---- SUPPLIED MATERIAL

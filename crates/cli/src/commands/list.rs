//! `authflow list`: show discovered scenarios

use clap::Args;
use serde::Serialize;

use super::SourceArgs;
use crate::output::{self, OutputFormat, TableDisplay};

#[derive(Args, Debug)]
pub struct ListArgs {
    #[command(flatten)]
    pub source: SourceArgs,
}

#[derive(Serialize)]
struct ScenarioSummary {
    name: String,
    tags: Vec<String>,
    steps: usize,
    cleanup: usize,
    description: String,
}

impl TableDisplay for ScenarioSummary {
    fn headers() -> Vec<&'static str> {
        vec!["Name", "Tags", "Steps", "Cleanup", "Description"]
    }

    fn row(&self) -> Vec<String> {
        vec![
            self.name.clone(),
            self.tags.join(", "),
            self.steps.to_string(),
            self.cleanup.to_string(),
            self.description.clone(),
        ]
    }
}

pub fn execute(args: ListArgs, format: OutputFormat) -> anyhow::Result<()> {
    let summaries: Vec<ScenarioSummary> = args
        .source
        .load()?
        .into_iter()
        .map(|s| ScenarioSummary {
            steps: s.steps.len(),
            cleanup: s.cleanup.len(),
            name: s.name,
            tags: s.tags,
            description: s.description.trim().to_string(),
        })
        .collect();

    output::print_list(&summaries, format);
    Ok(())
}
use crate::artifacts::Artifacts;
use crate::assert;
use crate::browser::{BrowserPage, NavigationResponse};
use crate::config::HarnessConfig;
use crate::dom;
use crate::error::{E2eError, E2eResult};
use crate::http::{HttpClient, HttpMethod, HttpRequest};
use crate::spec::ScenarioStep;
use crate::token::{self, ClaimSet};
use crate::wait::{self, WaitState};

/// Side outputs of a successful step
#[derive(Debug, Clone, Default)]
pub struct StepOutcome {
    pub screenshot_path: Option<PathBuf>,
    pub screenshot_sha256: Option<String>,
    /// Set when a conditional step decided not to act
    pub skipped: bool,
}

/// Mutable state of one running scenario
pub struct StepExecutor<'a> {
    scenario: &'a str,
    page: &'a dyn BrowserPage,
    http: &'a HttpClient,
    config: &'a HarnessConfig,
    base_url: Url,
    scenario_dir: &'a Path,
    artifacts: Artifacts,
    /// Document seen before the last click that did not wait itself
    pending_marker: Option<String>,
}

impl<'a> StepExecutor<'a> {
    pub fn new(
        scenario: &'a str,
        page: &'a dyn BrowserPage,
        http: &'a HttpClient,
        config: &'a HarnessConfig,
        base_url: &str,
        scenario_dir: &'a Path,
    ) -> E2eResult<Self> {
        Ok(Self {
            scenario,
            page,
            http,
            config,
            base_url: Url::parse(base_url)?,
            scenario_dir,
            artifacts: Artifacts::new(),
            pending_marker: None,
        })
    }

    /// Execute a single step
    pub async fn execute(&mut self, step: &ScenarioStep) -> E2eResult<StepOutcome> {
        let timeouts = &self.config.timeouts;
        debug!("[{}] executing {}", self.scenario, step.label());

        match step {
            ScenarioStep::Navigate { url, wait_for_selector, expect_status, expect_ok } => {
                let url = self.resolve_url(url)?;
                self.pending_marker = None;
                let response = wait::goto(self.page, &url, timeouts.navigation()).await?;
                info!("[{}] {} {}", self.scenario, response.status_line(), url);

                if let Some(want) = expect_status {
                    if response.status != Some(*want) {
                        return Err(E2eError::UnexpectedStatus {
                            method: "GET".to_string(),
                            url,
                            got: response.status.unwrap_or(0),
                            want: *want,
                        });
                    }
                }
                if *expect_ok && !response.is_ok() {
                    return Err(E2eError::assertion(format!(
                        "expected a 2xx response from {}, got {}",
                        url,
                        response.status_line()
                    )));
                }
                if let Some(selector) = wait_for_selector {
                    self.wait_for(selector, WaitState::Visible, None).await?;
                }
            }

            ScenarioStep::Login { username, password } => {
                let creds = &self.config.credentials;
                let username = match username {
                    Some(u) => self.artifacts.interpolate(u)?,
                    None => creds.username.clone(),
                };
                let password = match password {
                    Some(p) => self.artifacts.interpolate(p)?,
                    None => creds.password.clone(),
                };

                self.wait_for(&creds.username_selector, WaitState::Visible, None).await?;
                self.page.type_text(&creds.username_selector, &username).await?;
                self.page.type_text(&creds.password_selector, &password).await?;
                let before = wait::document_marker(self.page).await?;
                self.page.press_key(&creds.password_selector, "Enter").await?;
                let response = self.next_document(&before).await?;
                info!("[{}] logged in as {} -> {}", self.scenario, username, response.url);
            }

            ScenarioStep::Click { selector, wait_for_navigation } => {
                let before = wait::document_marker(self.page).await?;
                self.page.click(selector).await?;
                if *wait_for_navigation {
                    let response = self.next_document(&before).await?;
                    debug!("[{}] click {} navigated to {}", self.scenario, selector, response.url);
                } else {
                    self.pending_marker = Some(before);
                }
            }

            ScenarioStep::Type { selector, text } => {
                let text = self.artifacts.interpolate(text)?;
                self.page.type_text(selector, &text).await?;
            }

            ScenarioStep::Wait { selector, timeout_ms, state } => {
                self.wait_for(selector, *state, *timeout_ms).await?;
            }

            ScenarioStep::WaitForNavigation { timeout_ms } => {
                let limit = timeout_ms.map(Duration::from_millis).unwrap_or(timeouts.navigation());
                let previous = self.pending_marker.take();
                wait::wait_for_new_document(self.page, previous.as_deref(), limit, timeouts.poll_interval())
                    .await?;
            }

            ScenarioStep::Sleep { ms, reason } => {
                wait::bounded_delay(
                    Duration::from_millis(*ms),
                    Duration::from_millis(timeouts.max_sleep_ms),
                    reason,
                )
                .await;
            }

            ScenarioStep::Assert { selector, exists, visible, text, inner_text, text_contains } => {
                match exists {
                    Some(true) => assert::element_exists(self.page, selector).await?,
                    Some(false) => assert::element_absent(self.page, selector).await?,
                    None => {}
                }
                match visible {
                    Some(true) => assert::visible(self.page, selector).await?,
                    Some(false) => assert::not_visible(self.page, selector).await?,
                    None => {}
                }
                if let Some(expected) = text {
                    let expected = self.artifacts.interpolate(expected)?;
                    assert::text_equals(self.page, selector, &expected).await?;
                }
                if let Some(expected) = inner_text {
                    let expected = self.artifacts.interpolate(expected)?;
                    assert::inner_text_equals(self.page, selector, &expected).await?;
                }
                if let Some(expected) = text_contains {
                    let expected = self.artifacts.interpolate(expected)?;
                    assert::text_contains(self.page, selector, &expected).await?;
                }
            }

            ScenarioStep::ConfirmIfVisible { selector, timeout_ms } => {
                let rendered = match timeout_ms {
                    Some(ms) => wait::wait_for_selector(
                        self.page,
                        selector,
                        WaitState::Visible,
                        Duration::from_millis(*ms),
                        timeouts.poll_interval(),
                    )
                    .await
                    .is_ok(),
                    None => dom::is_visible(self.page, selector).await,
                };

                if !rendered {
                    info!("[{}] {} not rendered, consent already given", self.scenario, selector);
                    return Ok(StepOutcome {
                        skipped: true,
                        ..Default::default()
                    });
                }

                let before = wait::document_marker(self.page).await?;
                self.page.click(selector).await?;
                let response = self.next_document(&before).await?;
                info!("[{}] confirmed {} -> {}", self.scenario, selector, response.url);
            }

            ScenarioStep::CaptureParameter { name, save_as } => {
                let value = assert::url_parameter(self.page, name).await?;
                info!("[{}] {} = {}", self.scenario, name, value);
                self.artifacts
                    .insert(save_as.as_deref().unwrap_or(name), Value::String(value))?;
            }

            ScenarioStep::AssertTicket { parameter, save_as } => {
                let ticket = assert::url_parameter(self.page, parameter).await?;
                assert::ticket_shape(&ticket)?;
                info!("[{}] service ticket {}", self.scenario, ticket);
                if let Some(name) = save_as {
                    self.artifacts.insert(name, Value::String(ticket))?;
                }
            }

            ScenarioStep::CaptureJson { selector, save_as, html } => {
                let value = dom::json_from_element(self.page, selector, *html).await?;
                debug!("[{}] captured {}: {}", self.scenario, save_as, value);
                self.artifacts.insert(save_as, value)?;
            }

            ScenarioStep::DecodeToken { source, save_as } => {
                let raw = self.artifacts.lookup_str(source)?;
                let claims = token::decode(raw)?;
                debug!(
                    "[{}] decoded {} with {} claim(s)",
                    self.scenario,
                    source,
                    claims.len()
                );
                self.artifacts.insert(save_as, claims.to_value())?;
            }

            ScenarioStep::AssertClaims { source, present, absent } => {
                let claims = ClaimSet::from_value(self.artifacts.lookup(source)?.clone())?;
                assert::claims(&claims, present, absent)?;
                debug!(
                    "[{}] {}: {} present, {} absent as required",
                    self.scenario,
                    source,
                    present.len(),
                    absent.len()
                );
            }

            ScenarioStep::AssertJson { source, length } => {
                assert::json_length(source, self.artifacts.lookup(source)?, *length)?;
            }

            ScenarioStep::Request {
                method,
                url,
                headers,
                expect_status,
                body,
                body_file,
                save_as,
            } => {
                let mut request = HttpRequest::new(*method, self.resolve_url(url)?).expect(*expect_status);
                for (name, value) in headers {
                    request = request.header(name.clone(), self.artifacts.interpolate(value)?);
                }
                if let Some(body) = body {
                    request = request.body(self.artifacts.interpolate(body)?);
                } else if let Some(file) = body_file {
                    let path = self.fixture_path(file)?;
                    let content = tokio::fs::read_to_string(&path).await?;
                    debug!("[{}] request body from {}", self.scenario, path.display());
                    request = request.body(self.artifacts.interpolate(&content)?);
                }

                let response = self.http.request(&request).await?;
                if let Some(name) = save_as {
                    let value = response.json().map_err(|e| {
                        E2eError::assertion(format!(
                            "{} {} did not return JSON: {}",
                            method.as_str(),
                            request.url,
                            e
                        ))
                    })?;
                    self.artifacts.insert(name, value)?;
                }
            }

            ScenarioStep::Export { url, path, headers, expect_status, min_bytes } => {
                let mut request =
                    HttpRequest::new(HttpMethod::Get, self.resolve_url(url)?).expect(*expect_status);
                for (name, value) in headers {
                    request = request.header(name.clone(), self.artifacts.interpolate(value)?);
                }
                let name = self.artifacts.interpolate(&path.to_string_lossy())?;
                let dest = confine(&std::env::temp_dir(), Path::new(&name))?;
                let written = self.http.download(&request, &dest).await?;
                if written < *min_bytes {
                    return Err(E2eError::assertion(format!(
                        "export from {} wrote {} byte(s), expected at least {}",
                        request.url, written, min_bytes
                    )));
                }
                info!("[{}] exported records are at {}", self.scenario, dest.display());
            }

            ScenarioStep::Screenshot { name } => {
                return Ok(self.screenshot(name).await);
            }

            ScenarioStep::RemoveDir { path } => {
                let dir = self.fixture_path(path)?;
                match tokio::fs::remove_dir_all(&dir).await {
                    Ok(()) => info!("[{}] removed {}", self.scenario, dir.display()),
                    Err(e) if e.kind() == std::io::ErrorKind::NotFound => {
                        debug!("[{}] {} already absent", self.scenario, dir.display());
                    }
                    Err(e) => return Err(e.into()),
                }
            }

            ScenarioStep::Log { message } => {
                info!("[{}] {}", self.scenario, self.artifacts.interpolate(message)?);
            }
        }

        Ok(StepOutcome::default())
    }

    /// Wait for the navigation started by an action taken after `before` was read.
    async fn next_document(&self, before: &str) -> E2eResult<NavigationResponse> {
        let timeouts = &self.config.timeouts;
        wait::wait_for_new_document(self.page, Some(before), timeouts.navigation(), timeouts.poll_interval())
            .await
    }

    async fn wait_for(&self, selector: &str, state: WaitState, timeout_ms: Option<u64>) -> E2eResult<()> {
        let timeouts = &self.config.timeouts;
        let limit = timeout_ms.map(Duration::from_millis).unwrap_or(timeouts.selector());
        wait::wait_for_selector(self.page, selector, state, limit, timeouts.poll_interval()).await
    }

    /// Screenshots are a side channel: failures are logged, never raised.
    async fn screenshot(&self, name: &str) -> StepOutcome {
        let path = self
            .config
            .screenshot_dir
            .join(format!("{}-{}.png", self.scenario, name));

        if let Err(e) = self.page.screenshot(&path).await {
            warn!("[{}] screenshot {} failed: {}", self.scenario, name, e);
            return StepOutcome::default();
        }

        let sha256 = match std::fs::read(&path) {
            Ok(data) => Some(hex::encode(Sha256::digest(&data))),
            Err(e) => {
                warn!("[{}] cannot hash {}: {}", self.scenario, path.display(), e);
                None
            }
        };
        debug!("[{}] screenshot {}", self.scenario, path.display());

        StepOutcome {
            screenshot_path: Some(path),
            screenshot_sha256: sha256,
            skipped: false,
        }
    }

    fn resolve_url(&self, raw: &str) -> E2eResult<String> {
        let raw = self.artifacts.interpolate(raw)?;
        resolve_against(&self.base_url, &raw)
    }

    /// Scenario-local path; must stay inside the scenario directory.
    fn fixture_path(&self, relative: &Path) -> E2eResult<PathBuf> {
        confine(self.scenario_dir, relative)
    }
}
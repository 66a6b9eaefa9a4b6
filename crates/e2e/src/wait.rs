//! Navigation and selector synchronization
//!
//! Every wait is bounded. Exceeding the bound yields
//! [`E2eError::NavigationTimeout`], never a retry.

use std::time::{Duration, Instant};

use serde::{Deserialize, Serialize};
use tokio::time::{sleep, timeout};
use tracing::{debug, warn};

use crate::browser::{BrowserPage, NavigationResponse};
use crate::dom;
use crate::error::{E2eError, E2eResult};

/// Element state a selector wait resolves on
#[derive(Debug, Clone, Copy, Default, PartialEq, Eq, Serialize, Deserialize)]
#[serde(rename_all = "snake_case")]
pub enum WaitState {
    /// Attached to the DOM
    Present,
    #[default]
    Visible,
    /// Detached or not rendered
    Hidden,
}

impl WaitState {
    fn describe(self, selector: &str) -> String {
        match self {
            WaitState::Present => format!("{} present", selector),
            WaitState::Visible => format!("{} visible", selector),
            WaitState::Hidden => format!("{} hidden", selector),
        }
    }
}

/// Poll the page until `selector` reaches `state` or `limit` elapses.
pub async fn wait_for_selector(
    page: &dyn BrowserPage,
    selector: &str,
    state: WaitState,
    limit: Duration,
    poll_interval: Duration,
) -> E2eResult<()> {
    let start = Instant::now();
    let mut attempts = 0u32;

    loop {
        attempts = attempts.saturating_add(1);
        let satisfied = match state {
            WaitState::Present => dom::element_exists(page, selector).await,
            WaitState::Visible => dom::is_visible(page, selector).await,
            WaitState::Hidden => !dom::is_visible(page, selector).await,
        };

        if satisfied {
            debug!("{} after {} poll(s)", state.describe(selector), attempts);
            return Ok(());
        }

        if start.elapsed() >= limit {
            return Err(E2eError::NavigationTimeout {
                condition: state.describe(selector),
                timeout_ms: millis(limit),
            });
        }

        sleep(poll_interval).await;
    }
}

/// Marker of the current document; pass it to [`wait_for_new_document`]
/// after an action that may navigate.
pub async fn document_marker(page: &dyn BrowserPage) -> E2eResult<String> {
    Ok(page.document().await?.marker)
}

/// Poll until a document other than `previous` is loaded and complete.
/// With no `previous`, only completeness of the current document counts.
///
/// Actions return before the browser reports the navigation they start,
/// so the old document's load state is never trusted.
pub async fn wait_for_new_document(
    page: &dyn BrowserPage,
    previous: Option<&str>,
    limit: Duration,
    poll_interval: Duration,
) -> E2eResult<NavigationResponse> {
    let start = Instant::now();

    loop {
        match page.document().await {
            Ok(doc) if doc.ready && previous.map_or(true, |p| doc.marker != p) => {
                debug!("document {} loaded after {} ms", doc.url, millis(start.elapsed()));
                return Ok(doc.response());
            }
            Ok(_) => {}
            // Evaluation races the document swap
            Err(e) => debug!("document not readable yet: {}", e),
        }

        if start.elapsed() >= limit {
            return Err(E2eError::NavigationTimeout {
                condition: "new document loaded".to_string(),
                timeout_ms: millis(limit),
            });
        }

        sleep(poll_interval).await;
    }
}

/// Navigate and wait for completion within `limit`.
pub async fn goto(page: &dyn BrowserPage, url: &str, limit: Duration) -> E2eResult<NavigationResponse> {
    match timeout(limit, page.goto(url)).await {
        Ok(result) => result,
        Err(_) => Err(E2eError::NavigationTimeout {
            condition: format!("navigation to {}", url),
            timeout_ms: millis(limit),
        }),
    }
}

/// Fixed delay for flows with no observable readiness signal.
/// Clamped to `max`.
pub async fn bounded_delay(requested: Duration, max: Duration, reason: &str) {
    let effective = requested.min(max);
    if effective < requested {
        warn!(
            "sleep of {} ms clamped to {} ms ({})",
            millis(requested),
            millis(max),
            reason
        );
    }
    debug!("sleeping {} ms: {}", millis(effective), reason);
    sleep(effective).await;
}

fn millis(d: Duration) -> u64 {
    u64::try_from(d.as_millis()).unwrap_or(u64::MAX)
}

--------

For the records above, count the lines that contain the word "struct" and give only that number.

4